Machine learning derived risk prediction of anorexia nervosa

• Published in: BMC medical genomics Vol. 9; no. 1; p. 4
• Main Authors: Guo, Yiran, Wei, Zhi, Keating, Brendan J., Hakonarson, Hakon
• Format: Journal Article
• Language: English
• Published: London BioMed Central 20.01.2016; BioMed Central Ltd
• Subjects: Adolescent; Adult; Anorexia nervosa; Anorexia Nervosa - genetics; Biomedical and Life Sciences; Biomedicine; Care and treatment; Complications and side effects; Databases, Genetic; Development and progression; Female; Gene Expression; Genetic Predisposition to Disease; Genomics; Human Genetics; Humans; Logistic Models; Machine Learning; Microarrays; Patient outcomes; Reproducibility of Results; Research Article; Risk Factors; Sample Size; United States; Genome wide association; Risk prediction; Anorexia nervosa; Genotyping; Machine learning
• ISSN: 1755-8794; 1755-8794
• DOI: 10.1186/s12920-016-0165-x

Background Anorexia nervosa (AN) is a complex psychiatric disease with a moderate to strong genetic contribution.
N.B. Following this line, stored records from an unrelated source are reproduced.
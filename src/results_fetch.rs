use once_cell::sync::Lazy;
use regex::Regex;

use crate::page_fetch;

/// One finished match from the historical results page. Half-time totals are
/// NOT validated against full-time totals; the source is occasionally
/// inconsistent and rows are kept as published.
#[derive(Debug, Clone, PartialEq, Eq)]
pub struct MatchRecord {
    pub date: String,
    pub league: String,
    pub home: String,
    pub away: String,
    pub home_ht: u32,
    pub away_ht: u32,
    pub home_ft: u32,
    pub away_ft: u32,
}

impl MatchRecord {
    pub fn total_ht(&self) -> u32 {
        self.home_ht + self.away_ht
    }

    pub fn total_ft(&self) -> u32 {
        self.home_ft + self.away_ft
    }

    pub fn involves(&self, player: &str) -> bool {
        self.home == player || self.away == player
    }

    /// Both sides scored in the given half-time pair.
    pub fn btts_ht(&self) -> bool {
        self.home_ht > 0 && self.away_ht > 0
    }

    pub fn btts_ft(&self) -> bool {
        self.home_ft > 0 && self.away_ft > 0
    }
}

static PAREN_SUFFIX: Lazy<Regex> =
    Lazy::new(|| Regex::new(r"\s*\([^)]*\)").expect("paren suffix regex"));

/// Source captions seen on the results page, in the canonical order we keep.
const DATE_HEADER: &str = "Data";
const LEAGUE_HEADER: &str = "Campeonato";
const HOME_HEADER: &str = "Jogador 1";
const AWAY_HEADER: &str = "Jogador 2";
const SCORE_HT_HEADER: &str = "Placar HT";
const SCORE_FT_HEADER: &str = "Placar";

/// The four canonical league names the dashboard analyses.
pub const MAIN_LEAGUES: [&str; 4] = ["Battle 8 Min", "Volta 6 Min", "H2H 8 Min", "GT 12 Min"];

/// Results-page league captions to the canonical names used everywhere else.
pub fn canonical_league(raw: &str) -> String {
    match raw {
        "GT League" => "GT 12 Min".to_string(),
        "H2H 8m" => "H2H 8 Min".to_string(),
        "Battle 8m" => "Battle 8 Min".to_string(),
        "Battle 6m" => "Volta 6 Min".to_string(),
        other => other.to_string(),
    }
}

/// Strips a parenthesized team suffix: "Name (Team)" -> "Name".
pub fn clean_player_name(raw: &str) -> String {
    PAREN_SUFFIX.replace_all(raw, "").trim().to_string()
}

/// Splits an "H x A" score string. Malformed or missing components coerce to
/// zero so one bad cell never drops the row.
pub fn split_score(raw: &str) -> (u32, u32) {
    let compact: String = raw.chars().filter(|c| !c.is_whitespace()).collect();
    let mut parts = compact.splitn(2, 'x');
    let home = parts.next().and_then(|s| s.parse().ok()).unwrap_or(0);
    let away = parts.next().and_then(|s| s.parse().ok()).unwrap_or(0);
    (home, away)
}

/// Builds the match table from raw `<tr>` rows. The first row is the header;
/// every following row becomes one record. Zero usable rows is an empty
/// table, not an error.
pub fn parse_results_rows(rows: &[Vec<String>]) -> Vec<MatchRecord> {
    let Some((header, body)) = rows.split_first() else {
        return Vec::new();
    };

    let column = |caption: &str| header.iter().position(|cell| cell.trim() == caption);
    let (Some(league_idx), Some(home_idx), Some(away_idx), Some(ft_idx)) = (
        column(LEAGUE_HEADER),
        column(HOME_HEADER),
        column(AWAY_HEADER),
        column(SCORE_FT_HEADER),
    ) else {
        tracing::warn!("results header is missing required columns");
        return Vec::new();
    };
    let date_idx = column(DATE_HEADER);
    let ht_idx = column(SCORE_HT_HEADER);

    let max_cols = rows.iter().map(|row| row.len()).max().unwrap_or(0);

    let mut out = Vec::with_capacity(body.len());
    for row in body {
        let mut padded;
        let row = if row.len() < max_cols {
            padded = row.clone();
            padded.resize(max_cols, String::new());
            &padded
        } else {
            row
        };

        let (home_ht, away_ht) = ht_idx.map_or((0, 0), |idx| split_score(&row[idx]));
        let (home_ft, away_ft) = split_score(&row[ft_idx]);

        out.push(MatchRecord {
            date: date_idx.map_or_else(String::new, |idx| row[idx].clone()),
            league: canonical_league(&row[league_idx]),
            home: clean_player_name(&row[home_idx]),
            away: clean_player_name(&row[away_idx]),
            home_ht,
            away_ht,
            home_ft,
            away_ft,
        });
    }
    out
}

/// Fetches and normalizes the historical results table. Fetch or parse
/// failures surface as an empty table plus a log entry.
pub fn fetch_results() -> Vec<MatchRecord> {
    let rows = page_fetch::fetch_rows(&page_fetch::results_url());
    parse_results_rows(&rows)
}

#[cfg(test)]
mod tests {
    use super::*;

    #[test]
    fn split_score_handles_well_formed_and_malformed() {
        assert_eq!(split_score("2 x 1"), (2, 1));
        assert_eq!(split_score("2x1"), (2, 1));
        assert_eq!(split_score("x"), (0, 0));
        assert_eq!(split_score(""), (0, 0));
        assert_eq!(split_score("a x b"), (0, 0));
        assert_eq!(split_score("3"), (3, 0));
    }

    #[test]
    fn clean_player_name_strips_team_suffix() {
        assert_eq!(clean_player_name("kray (Arsenal)"), "kray");
        assert_eq!(clean_player_name("plain"), "plain");
        assert_eq!(clean_player_name("a (x) b (y)"), "a b");
    }

    #[test]
    fn canonical_league_maps_known_and_passes_unknown() {
        assert_eq!(canonical_league("GT League"), "GT 12 Min");
        assert_eq!(canonical_league("Battle 6m"), "Volta 6 Min");
        assert_eq!(canonical_league("Other Cup"), "Other Cup");
    }

    #[test]
    fn short_rows_are_right_padded() {
        let rows = vec![
            vec![
                "Data".into(),
                "Campeonato".into(),
                "Jogador 1".into(),
                "Jogador 2".into(),
                "Placar HT".into(),
                "Placar".into(),
            ],
            vec!["01/02".into(), "GT League".into(), "solo (X)".into()],
        ];
        let records = parse_results_rows(&rows);
        assert_eq!(records.len(), 1);
        assert_eq!(records[0].home, "solo");
        assert_eq!(records[0].away, "");
        assert_eq!(records[0].total_ft(), 0);
    }

    #[test]
    fn missing_required_columns_yield_empty_table() {
        let rows = vec![vec!["Data".to_string()], vec!["01/02".to_string()]];
        assert!(parse_results_rows(&rows).is_empty());
    }
}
In addition to conventional genome wide association (GWA) studies, researchers have been using machine learning methods in conjunction with genomic data to predict risk of diseases in which genetics play an important role. Methods In this study, we collected whole genome genotyping data on 3940 AN cases and 9266 controls from the Genetic Consortium for Anorexia Nervosa (GCAN), the Wellcome Trust Case Control Consortium 3 (WTCCC3), Price Foundation Collaborative Group and the Children’s Hospital of Philadelphia (CHOP), and applied machine learning methods for predicting AN disease risk. The prediction performance is measured by area under the receiver operating characteristic curve (AUC), indicating how well the model distinguishes cases from unaffected control subjects. Results Logistic regression model with the lasso penalty technique generated an AUC of 0.693, while Support Vector Machines and Gradient Boosted Trees reached AUC’s of 0.691 and 0.623, respectively. Using different sample sizes, our results suggest that larger datasets are required to optimize the machine learning models and achieve higher AUC values. Conclusions To our knowledge, this is the first attempt to assess AN risk based on genome wide genotype level data. Future integration of genomic, environmental and family-based information is likely to improve the AN risk evaluation process, eventually benefitting AN patients and families in the clinical setting.